Between two great symphonies--Beethoven's Second and Sibelius' Fifth--is sandwiched a new violin concerto by Hill in this week's Friday Afternoon-Saturday Evening series at Symphony Hall. It should be a well-balanced and interesting program.
An authority on French music, Edward B. Hill was born in Cambridge in 1872, studied under Paine, Chadwick, and Widor, and is now a professor of music here at Harvard. Since he first wrote his concerto for the violin in 1903 it has been revised, and, like most of his works, is pleasant and traditional in form. It is being played this week end to great advantage by Ruth Posselt, the local girl who has made good.
Beethoven's Second Symphony in D major begins the program.

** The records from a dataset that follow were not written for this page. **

use std::path::Path;

use lazy_static::lazy_static;
use memchr::memmem;
use regex::bytes::Regex;
use serde::Serialize;

use crate::document::Document;
use crate::error::{LabReportError, RejectionReason};

lazy_static! {
    static ref RE_OBJ_HEADER: Regex = Regex::new(r"\d+\s+\d+\s+obj").unwrap();
    static ref RE_STARTXREF: Regex = Regex::new(r"startxref\s+(\d+)").unwrap();
    static ref RE_STREAM: Regex = Regex::new(r"[^d]stream\s").unwrap();
    static ref RE_ENDSTREAM: Regex = Regex::new(r"endstream").unwrap();
    static ref RE_PAGE_MARKER: Regex = Regex::new(r"/Type\s*/Page[^s]").unwrap();
    static ref RE_EMBEDDED_FONT: Regex = Regex::new(r"/Subtype\s*/(TrueType|Type0|CIDFontType[02])").unwrap();
}

/// Non-fatal anomalies found in a document that still loads
#[derive(Debug, Clone, Copy, PartialEq, Eq, Serialize)]
#[serde(rename_all = "snake_case")]
pub enum StructureProblem {
    BrokenXref,
    UnbalancedStreams,
    Linearized,
    MissingFontDescriptors,
    MissingEofMarker,
}

/// Category of a structural load failure
#[derive(Debug, Clone, Copy, PartialEq, Eq, Serialize)]
#[serde(rename_all = "snake_case")]
pub enum FailureKind {
    Protection,
    Corruption,
    UnconventionalStructure,
    UnsupportedFormat,
}

#[derive(Debug, Clone, Default, Serialize)]
#[serde(rename_all = "camelCase")]
pub struct HealthDetails {
    pub size: usize,
    pub page_count: Option<usize>,
    pub encrypted: bool,
    pub structure_problems: Vec<StructureProblem>,
    pub failure_kind: Option<FailureKind>,
    #[serde(skip)]
    pub rejection: Option<RejectionReason>,
}

#[derive(Debug, Clone, Serialize)]
#[serde(rename_all = "camelCase")]
pub struct HealthReport {
    pub valid: bool,
    pub needs_repair: bool,
    pub message: String,
    pub details: HealthDetails,
}

impl HealthReport {
    fn rejected(size: usize, reason: RejectionReason) -> Self {
        Self {
            valid: false,
            needs_repair: false,
            message: reason.to_string(),
            details: HealthDetails {
                size,
                rejection: Some(reason),
                ..HealthDetails::default()
            },
        }
    }
}

/// Byte-level validity checks that run before any recovery work
#[derive(Debug, Clone, Copy)]
pub struct DocumentHealthValidator {
    max_file_size: usize,
}

impl DocumentHealthValidator {
    pub fn new(max_file_size: usize) -> Self {
        Self { max_file_size }
    }

    /// Validate a file on disk. Only I/O failures are errors.
    pub fn validate_path(&self, path: &Path) -> Result<HealthReport, LabReportError> {
        let bytes = std::fs::read(path).map_err(|e| LabReportError::io(path.display().to_string(), e))?;
        let filename = path.file_name().map(|n| n.to_string_lossy().into_owned()).unwrap_or_default();
        Ok(self.validate(&Document::new(bytes, filename)))
    }

    pub fn validate(&self, doc: &Document) -> HealthReport {
        let size = doc.len();

        if doc.is_empty() {
            return HealthReport::rejected(size, RejectionReason::EmptyUpload);
        }
        if size > self.max_file_size {
            return HealthReport::rejected(
                size,
                RejectionReason::Oversized {
                    size,
                    limit: self.max_file_size,
                },
            );
        }
        if !doc.has_pdf_signature() {
            return HealthReport::rejected(size, RejectionReason::NotPdf);
        }

        let bytes = doc.bytes();
        let structure_problems = scan_structure_problems(bytes);
        let loaded = std::panic::catch_unwind(|| lopdf::Document::load_mem(bytes));

        match loaded {
            Ok(Ok(pdf)) => {
                let page_count = pdf.get_pages().len();
                let encrypted = pdf.is_encrypted();
                let needs_repair = structure_problems.contains(&StructureProblem::BrokenXref) || page_count == 0;
                HealthReport {
                    valid: true,
                    needs_repair,
                    message: format!("Valid PDF with {} pages", page_count),
                    details: HealthDetails {
                        size,
                        page_count: Some(page_count),
                        encrypted,
                        structure_problems,
                        failure_kind: None,
                        rejection: None,
                    },
                }
            }
            Ok(Err(e)) => self.classify_load_failure(bytes, &e.to_string(), structure_problems),
            Err(_) => self.classify_load_failure(bytes, "parser panicked", structure_problems),
        }
    }

    fn classify_load_failure(&self, bytes: &[u8], error: &str, structure_problems: Vec<StructureProblem>) -> HealthReport {
        let failure_kind = classify_failure(error);
        let recoverable = looks_repairable(bytes);
        log::debug!(
            "Structural load failed ({:?}, repairable: {}): {}",
            failure_kind,
            recoverable,
            error
        );

        let message = if recoverable {
            format!("PDF needs repair ({:?}): {}", failure_kind, error)
        } else {
            format!("PDF structure is unusable ({:?}): {}", failure_kind, error)
        };

        HealthReport {
            valid: recoverable,
            needs_repair: recoverable,
            message,
            details: HealthDetails {
                size: bytes.len(),
                page_count: None,
                encrypted: failure_kind == FailureKind::Protection,
                structure_problems,
                failure_kind: Some(failure_kind),
                rejection: None,
            },
        }
    }
}

/// Map a loader error message onto a failure category
pub fn classify_failure(message: &str) -> FailureKind {
    let message = message.to_lowercase();
    if ["encrypt", "decrypt", "password", "permission"].iter().any(|kw| message.contains(kw)) {
        FailureKind::Protection
    } else if ["xref", "trailer", "offset", "startxref", "eof", "stream", "parse"]
        .iter()
        .any(|kw| message.contains(kw))
    {
        FailureKind::Corruption
    } else if ["header", "version", "unsupported"].iter().any(|kw| message.contains(kw)) {
        FailureKind::UnsupportedFormat
    } else {
        FailureKind::UnconventionalStructure
    }
}

/// Cheap secondary check: objects, a trailer or catalog, and page markers
pub fn looks_repairable(bytes: &[u8]) -> bool {
    let has_objects = RE_OBJ_HEADER.is_match(bytes);
    let has_trailer = contains(bytes, b"trailer") || contains(bytes, b"/Root") || contains(bytes, b"/Catalog");
    let has_pages = RE_PAGE_MARKER.is_match(bytes) || contains(bytes, b"/Pages");
    has_objects && has_trailer && has_pages
}

fn scan_structure_problems(bytes: &[u8]) -> Vec<StructureProblem> {
    let mut problems = Vec::new();

    let xref_ok = RE_STARTXREF
        .captures_iter(bytes)
        .last()
        .and_then(|cap| cap.get(1))
        .and_then(|m| std::str::from_utf8(m.as_bytes()).ok()?.parse::<usize>().ok())
        .is_some_and(|offset| {
            offset < bytes.len() && {
                let at = &bytes[offset..bytes.len().min(offset + 32)];
                at.starts_with(b"xref") || RE_OBJ_HEADER.find(at).is_some_and(|m| m.start() == 0)
            }
        });
    if !xref_ok {
        problems.push(StructureProblem::BrokenXref);
    }

    if RE_STREAM.find_iter(bytes).count() != RE_ENDSTREAM.find_iter(bytes).count() {
        problems.push(StructureProblem::UnbalancedStreams);
    }

    if contains(&bytes[..bytes.len().min(4096)], b"/Linearized") {
        problems.push(StructureProblem::Linearized);
    }

    if RE_EMBEDDED_FONT.is_match(bytes) && !contains(bytes, b"/FontDescriptor") {
        problems.push(StructureProblem::MissingFontDescriptors);
    }

    let tail = &bytes[bytes.len().saturating_sub(1024)..];
    if !contains(tail, b"%%EOF") {
        problems.push(StructureProblem::MissingEofMarker);
    }

    problems
}

pub(crate) fn contains(haystack: &[u8], needle: &[u8]) -> bool {
    !needle.is_empty() && memmem::find(haystack, needle).is_some()
}
use std::sync::Arc;
use std::time::Duration;

use lazy_static::lazy_static;
use regex::Regex;

use crate::capabilities::{with_timeout, AiTextCapability, OcrEngine};
use crate::document::{Document, RecoveredText};
use crate::error::NameNotFound;
use crate::temp_resources::TempResourceManager;
use crate::text_extraction::TextExtractionAdapter;

pub const DEFAULT_PATIENT_NAME: &str = "patient name not identified";

/// Reply the AI capability gives when the text has no patient name
pub const NOT_FOUND_SENTINEL: &str = "NAO_ENCONTRADO";

const NAME_SYSTEM_PROMPT: &str = "You read the first part of a Brazilian laboratory report and return the \
patient's full name exactly as written. Reply with the name only, no label and no punctuation. \
If the text contains no patient name, reply with NAO_ENCONTRADO.";

lazy_static! {
    /// Label patterns, most specific first
    static ref NAME_PATTERNS: Vec<Regex> = vec![
        Regex::new(r"(?i:nome\s+do\s+paciente)\s*:\s*([^\r\n]+)").unwrap(),
        Regex::new(r"(?i:paciente)\s*:\s*([^\r\n]+)").unwrap(),
        Regex::new(r"(?i:paciente)\s+([A-ZÀ-Ý][A-Za-zÀ-ÿ'.]+(?:[ ]+[A-ZÀ-Ý][A-Za-zÀ-ÿ'.]*)+)").unwrap(),
        Regex::new(r"(?i:\bnome)\s*:\s*([^\r\n]+)").unwrap(),
    ];
    /// Field labels that often follow the name on the same line
    static ref TRAILING_FIELD: Regex = Regex::new(
        r"(?i)\s+(data|dt\.?|idade|sexo|cpf|rg|nasc\w*|d\.?n\.?|m[eé]dico|dr\.?|conv[eê]nio|prontu[aá]rio|c[oó]digo|registro|pedido|os)\b.*$"
    )
    .unwrap();
    static ref WIDE_GAP: Regex = Regex::new(r"\s{2,}.*$").unwrap();
}

/// Where an OCR retry for the name can come from
pub struct OcrNameSource<'a> {
    pub adapter: &'a TextExtractionAdapter,
    pub engine: &'a dyn OcrEngine,
    pub doc: &'a Document,
    pub temp: &'a mut TempResourceManager,
}

pub struct PatientIdentifier {
    scan_chars: usize,
    ai: Option<Arc<dyn AiTextCapability>>,
    timeout: Duration,
}

impl PatientIdentifier {
    pub fn new(scan_chars: usize, ai: Option<Arc<dyn AiTextCapability>>, timeout: Duration) -> Self {
        Self { scan_chars, ai, timeout }
    }

    /// Pattern match first, AI second
    pub async fn identify(&self, pages: &RecoveredText) -> Result<String, NameNotFound> {
        let Some((_, text)) = pages.text_pages().next() else {
            return Err(NameNotFound("no extractable text".to_string()));
        };
        let prefix: String = text.chars().take(self.scan_chars).collect();

        if let Some(name) = match_name_patterns(&prefix) {
            log::debug!("Patient name matched by label pattern ({} chars)", name.chars().count());
            return Ok(name);
        }

        self.identify_with_ai(&prefix).await
    }

    async fn identify_with_ai(&self, prefix: &str) -> Result<String, NameNotFound> {
        let ai = self
            .ai
            .as_ref()
            .ok_or_else(|| NameNotFound("no label match and no AI capability".to_string()))?;
        if prefix.trim().is_empty() {
            return Err(NameNotFound("empty text".to_string()));
        }

        let reply = with_timeout(self.timeout, "name extraction", ai.complete(NAME_SYSTEM_PROMPT, prefix, 50, 0.0))
            .await
            .map_err(|e| NameNotFound(format!("AI call failed: {:#}", e)))?;
        validate_ai_name(&reply)
    }

    /// Never fails: regex, AI, an optional OCR retry, then the default
    pub async fn identify_or_default(&self, pages: &RecoveredText, ocr: Option<OcrNameSource<'_>>) -> String {
        let first_miss = match self.identify(pages).await {
            Ok(name) => return name,
            Err(e) => e,
        };
        log::info!("Patient name not found in recovered text: {}", first_miss);

        if let Some(source) = ocr {
            match source.adapter.ocr(source.doc, source.engine, source.temp).await {
                Ok(ocr_pages) => match self.identify(&ocr_pages).await {
                    Ok(name) => return name,
                    Err(e) => log::info!("OCR retry found no patient name: {}", e),
                },
                Err(e) => log::warn!("OCR retry for patient name failed: {:#}", e),
            }
        }

        DEFAULT_PATIENT_NAME.to_string()
    }
}

/// First label pattern whose cleaned capture looks like a full name
pub fn match_name_patterns(prefix: &str) -> Option<String> {
    NAME_PATTERNS.iter().find_map(|pattern| {
        pattern
            .captures_iter(prefix)
            .filter_map(|cap| cap.get(1).map(|m| clean_candidate(m.as_str())))
            .find(|candidate| looks_like_full_name(candidate))
    })
}

fn clean_candidate(raw: &str) -> String {
    let cut = WIDE_GAP.replace(raw.trim(), "");
    let cut = TRAILING_FIELD.replace(&cut, "");
    cut.trim()
        .trim_end_matches(|c: char| matches!(c, ',' | ';' | ':' | '-' | '|' | '.'))
        .trim()
        .to_string()
}

fn looks_like_full_name(candidate: &str) -> bool {
    candidate.chars().count() > 3 && candidate.contains(' ') && candidate.chars().any(char::is_alphabetic)
}

/// Accept an AI reply only if it is a plausible full name
pub fn validate_ai_name(reply: &str) -> Result<String, NameNotFound> {
    let name = reply
        .trim()
        .trim_matches(|c: char| c == '"' || c == '\'' || c == '`')
        .trim();
    let name = name
        .strip_prefix("Paciente:")
        .or_else(|| name.strip_prefix("Nome:"))
        .unwrap_or(name)
        .trim();

    if name.to_uppercase().contains(NOT_FOUND_SENTINEL) {
        return Err(NameNotFound("AI reported no name".to_string()));
    }
    if name.chars().count() < 4 {
        return Err(NameNotFound(format!("AI reply too short: {:?}", name)));
    }
    if !name.contains(' ') {
        return Err(NameNotFound("AI reply is not a full name".to_string()));
    }
    Ok(name.to_string())
}

#[cfg(test)]
mod tests {
    use super::*;
    use crate::document::Page;
    use async_trait::async_trait;

    struct CannedAi(&'static str);

    #[async_trait]
    impl AiTextCapability for CannedAi {
        async fn complete(&self, _system: &str, _user: &str, _max_tokens: u32, _temperature: f32) -> anyhow::Result<String> {
            Ok(self.0.to_string())
        }
    }

    struct FailingAi;

    #[async_trait]
    impl AiTextCapability for FailingAi {
        async fn complete(&self, _system: &str, _user: &str, _max_tokens: u32, _temperature: f32) -> anyhow::Result<String> {
            anyhow::bail!("service unavailable")
        }
    }

    fn pages(text: &str) -> RecoveredText {
        RecoveredText::new(vec![Page::numbered(1, text)])
    }

    fn identifier(ai: Option<Arc<dyn AiTextCapability>>) -> PatientIdentifier {
        PatientIdentifier::new(3000, ai, Duration::from_secs(5))
    }

    #[test]
    fn test_label_patterns() {
        assert_eq!(match_name_patterns("Paciente: JOAO DA SILVA\nGlicose: 95").as_deref(), Some("JOAO DA SILVA"));
        assert_eq!(
            match_name_patterns("Nome do Paciente: Maria Souza Lima   Idade: 45").as_deref(),
            Some("Maria Souza Lima")
        );
        assert_eq!(
            match_name_patterns("Paciente ANA PAULA COSTA\nExame").as_deref(),
            Some("ANA PAULA COSTA")
        );
        assert_eq!(
            match_name_patterns("Nome: Carlos Alberto Dias Data: 01/02/2024").as_deref(),
            Some("Carlos Alberto Dias")
        );
    }

    #[test]
    fn test_single_word_is_rejected() {
        assert_eq!(match_name_patterns("Paciente: JOAO\nResultado"), None);
    }

    #[test]
    fn test_validate_ai_name() {
        assert_eq!(validate_ai_name(" \"Ana Lima\" ").unwrap(), "Ana Lima");
        assert!(validate_ai_name("NAO_ENCONTRADO").is_err());
        assert!(validate_ai_name("Ana").is_err());
        assert!(validate_ai_name("Anastasia").is_err());
    }

    #[tokio::test]
    async fn test_ai_fallback_used_on_regex_miss() {
        let id = identifier(Some(Arc::new(CannedAi("Pedro Alves"))));
        let name = id.identify(&pages("Laboratorio Central\nPEDRO ALVES 32 anos")).await.unwrap();
        assert_eq!(name, "Pedro Alves");
    }

    #[tokio::test]
    async fn test_sentinel_degrades_to_default() {
        let id = identifier(Some(Arc::new(CannedAi("NAO_ENCONTRADO"))));
        let name = id.identify_or_default(&pages("no labels here at all"), None).await;
        assert_eq!(name, DEFAULT_PATIENT_NAME);
    }

    #[tokio::test]
    async fn test_ai_error_degrades_to_default() {
        let id = identifier(Some(Arc::new(FailingAi)));
        assert!(id.identify(&pages("nothing")).await.is_err());
        assert_eq!(id.identify_or_default(&pages("nothing"), None).await, DEFAULT_PATIENT_NAME);
    }

    #[tokio::test]
    async fn test_no_text_pages() {
        let id = identifier(None);
        let empty = RecoveredText::new(vec![Page::Unrecoverable { index: 1 }]);
        assert!(id.identify(&empty).await.is_err());
        assert_eq!(id.identify_or_default(&empty, None).await, DEFAULT_PATIENT_NAME);
    }
}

It was written at a time when the composer was undergoing physical and mental suffering in Heiligenstadt, where he had been sent because of his deafness. The first movement is full of outbursts and sudden silences in marked contract with the moral elevation of the second. The scherzo and finale show Beethoven's mischief and humor, racing as they do to a strange and noisy conclusion.
Simplicity is the earmark of Sibelius's fifth symphony which concludes the program. Written in 1914 at a time when the world was still accustomed to flowery orchestration and full, high-sounding instrumentation, this symphony is the reverse, gaining effects through elimination rather than overcrowding. Yet his style is ever free in its movement, fitting into the classical forms, yet not restricted by them. The bustling introduction of the fourth movement, and the pianissimo before the glory of the end makes an overwhelming effect. Lawrence Gilman has said, "The finale is the crown of the work, and in many ways the most nobly imagined and nobly eloquent page that Sibelius has given us."